I'm going to begin with some stuff that's off the toppa my head. Good-to-haves & must-haves.
Ok, that's what I'm coming up with while having an almost-three-year-old trying to get my attention. Please add to this list as you see fit! (The bullet option is up top, makes listing fun.)
Safer's Caterpillar Spray is, I believe, most commonly found, but I had to purchase another product. As long as it contains Bacillus thuringiensis (usually subspecies... karsaki? I can't remember) then that's one of the good products. Another good subspecies, what's found in Mosquito Dunks, is Bacillus thuringiensis israelensis.
Epsom provides magnesium and sulfur, needs to be used sparingly in my opinion (the box directions are outrageous to me) as either a foliar or root feed. Root feeding can usually safely go as high as 1tsp per gallon, but I really prefer to go low and slow, as one Ohsogreen has always reminded me, and typically start at 1/4tsp per gallon.
Seaweed extract is like a complete nutrition pie. Any time is a good time for pie, and any time is a good time for seaweed extracts. Meals, too, though you either need to make a tea with them or top-dress. Seaweed can offer many micronutrients that may not be found in other products you're using.

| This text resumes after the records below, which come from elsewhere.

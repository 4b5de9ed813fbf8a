//! JSON-RPC Wallet
//!
//! HTTP client that speaks Ethereum JSON-RPC to a node holding unlocked
//! accounts (a development node such as anvil or a local geth instance).
//! Signing happens on the node, which makes it the server-side counterpart
//! of a browser wallet extension.

use async_trait::async_trait;
use reqwest::Client;
use serde::{Deserialize, Serialize};
use serde_json::Value;
use std::sync::atomic::{AtomicU64, Ordering};
use std::time::Duration;

use super::{WalletError, WalletProvider};
use crate::config::RpcConfig;

/// Wallet backed by a JSON-RPC endpoint
pub struct JsonRpcWallet {
    client: Client,
    url: String,
    next_id: AtomicU64,
}

impl JsonRpcWallet {
    /// Create a new JSON-RPC wallet for the configured endpoint
    pub fn new(config: &RpcConfig) -> Result<Self, WalletError> {
        let client = Client::builder()
            .timeout(Duration::from_millis(config.request_timeout_ms))
            .build()
            .map_err(|e| WalletError::Transport(e.to_string()))?;

        Ok(Self {
            client,
            url: config.url.clone(),
            next_id: AtomicU64::new(1),
        })
    }

    /// Endpoint URL
    pub fn url(&self) -> &str {
        &self.url
    }
}

#[async_trait(?Send)]
impl WalletProvider for JsonRpcWallet {
    async fn request(&self, method: &str, params: Value) -> Result<Value, WalletError> {
        let id = self.next_id.fetch_add(1, Ordering::Relaxed);
        let body = RpcRequest {
            jsonrpc: "2.0",
            id,
            method,
            params,
        };

        tracing::debug!(id, method, "JSON-RPC request");

        let response = self
            .client
            .post(&self.url)
            .json(&body)
            .send()
            .await
            .map_err(|e| {
                if e.is_timeout() {
                    WalletError::Timeout
                } else if e.is_connect() {
                    WalletError::Unavailable(self.url.clone())
                } else {
                    WalletError::Transport(e.to_string())
                }
            })?;

        if !response.status().is_success() {
            let status = response.status();
            let text = response.text().await.unwrap_or_default();
            return Err(WalletError::Transport(format!("HTTP {}: {}", status.as_u16(), text)));
        }

        let reply: RpcResponse = response
            .json()
            .await
            .map_err(|e| WalletError::InvalidResponse(e.to_string()))?;

        if let Some(error) = reply.error {
            tracing::debug!(id, method, code = error.code, error_message = %error.message, "JSON-RPC error");
            return Err(WalletError::from_rpc(
                error.code,
                &error.message,
                error.data.as_ref(),
            ));
        }

        Ok(reply.result.unwrap_or(Value::Null))
    }

    async fn pause(&self, interval: Duration) {
        tokio::time::sleep(interval).await;
    }
}

// ============================================
// Request/Response DTOs
// ============================================

#[derive(Debug, Serialize)]
struct RpcRequest<'a> {
    jsonrpc: &'static str,
    id: u64,
    method: &'a str,
    params: Value,
}

#[derive(Debug, Deserialize)]
struct RpcResponse {
    #[serde(default)]
    result: Option<Value>,
    #[serde(default)]
    error: Option<RpcErrorObject>,
}

#[derive(Debug, Deserialize)]
struct RpcErrorObject {
    code: i64,
    message: String,
    #[serde(default)]
    data: Option<Value>,
}

#[cfg(test)]
mod tests {
    use super::*;
    use crate::chain::ChainId;

    #[test]
    fn test_request_shape() {
        let body = RpcRequest {
            jsonrpc: "2.0",
            id: 7,
            method: "eth_chainId",
            params: serde_json::json!([]),
        };
        let json = serde_json::to_value(&body).unwrap();
        assert_eq!(json["jsonrpc"], "2.0");
        assert_eq!(json["id"], 7);
        assert_eq!(json["method"], "eth_chainId");
    }

    #[test]
    fn test_error_response_parsing() {
        let reply: RpcResponse = serde_json::from_str(
            r#"{"jsonrpc":"2.0","id":1,"error":{"code":4001,"message":"User rejected the request."}}"#,
        )
        .unwrap();
        let error = reply.error.unwrap();
        assert_eq!(
            WalletError::from_rpc(error.code, &error.message, error.data.as_ref()),
            WalletError::UserRejected
        );
    }

    #[test]
    fn test_null_result_is_kept() {
        let reply: RpcResponse =
            serde_json::from_str(r#"{"jsonrpc":"2.0","id":1,"result":null}"#).unwrap();
        assert!(reply.error.is_none());
        assert!(reply.result.unwrap_or(Value::Null).is_null());
    }

    #[tokio::test]
    async fn test_unreachable_node() {
        let config = RpcConfig {
            // Reserved port, nothing listens here
            url: "http://127.0.0.1:9".to_string(),
            request_timeout_ms: 2000,
            ..RpcConfig::default()
        };
        let wallet = JsonRpcWallet::new(&config).unwrap();
        let err = wallet.chain_id().await.map(|_: ChainId| ()).unwrap_err();
        assert!(matches!(
            err,
            WalletError::Unavailable(_) | WalletError::Timeout | WalletError::Transport(_)
        ));
    }
}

It *is* possible to go too strong with certain seaweed or kelp products, so watch the plants. Applied as foliar sprays it can help with disease resistance, though it needs to be applied on a very regular basis (weekly or possibly more often). When using as a foliar, I typically begin at quarter strength of the recommended dosage on the bottle, even if it has foliar strength directions IF those directions say to use it at the same strength as root feed.
In other words, it always pays to go easy and observe the plants before you make changes. I think that's the most difficult thing, learning to read the plants. Just like with every other organism, if you think about it.
I was surprised no one mentioned Neem oil, until the last & most recent post.
It's great as a natural pesticide that can be used foliar or in the roots. Works to stunt growth of anything that eats it. Since I began to use it as a preventative measure, I've hardly encountered a thing during the whole process.
I find a product called "Organocide" also works very well for me with the added bonus of being able to spray even ripe flowers.
It seems to me however, that the most important thing regarding long-term insect eradication, rather than simply maintaining control, is doing the research necessary to figure out the biological modus operandi and reproductive cycles so you can apply your pesticides according to those cycles.
:harvest:In the case of spider mites it works for me to kill the living bugs with a healthy application of sprayed or fogged organocide, followed by a foliar application and soil drench using neem oil. Three days later, all the eggs should be hatching- and the neem should be there for them to eat, keeping them from developing into adults and reproducing- at which point another application of organocide is applied. it takes 3 to 7 days for them to develop into adults, so even if preventative measures are also taken (neem oil), I'll still hit them again with both neem oil and organocide. The Reproductive cycle, if I remember correctly, is like 11 days from hatched to ready to reproduce- so understanding their vulnerabilities associated with each growth stage was instrumental for me in effectively combatting these little fuckers.
If that doesn't work, or they are particularly aggressive, azamax/azatrol applied at the same intervals (during veg only in my garden) will usually do the trick.
Makes me realize most of the problems are imported into the garden..
Gorilla tape has worked for me to plug holes in tray. No leaks yet. I guess we should add some good duct tape to the list.
organicide is fish oil based and i wouldnt spray on ripe flowers... but when you open the bottle, you would know that!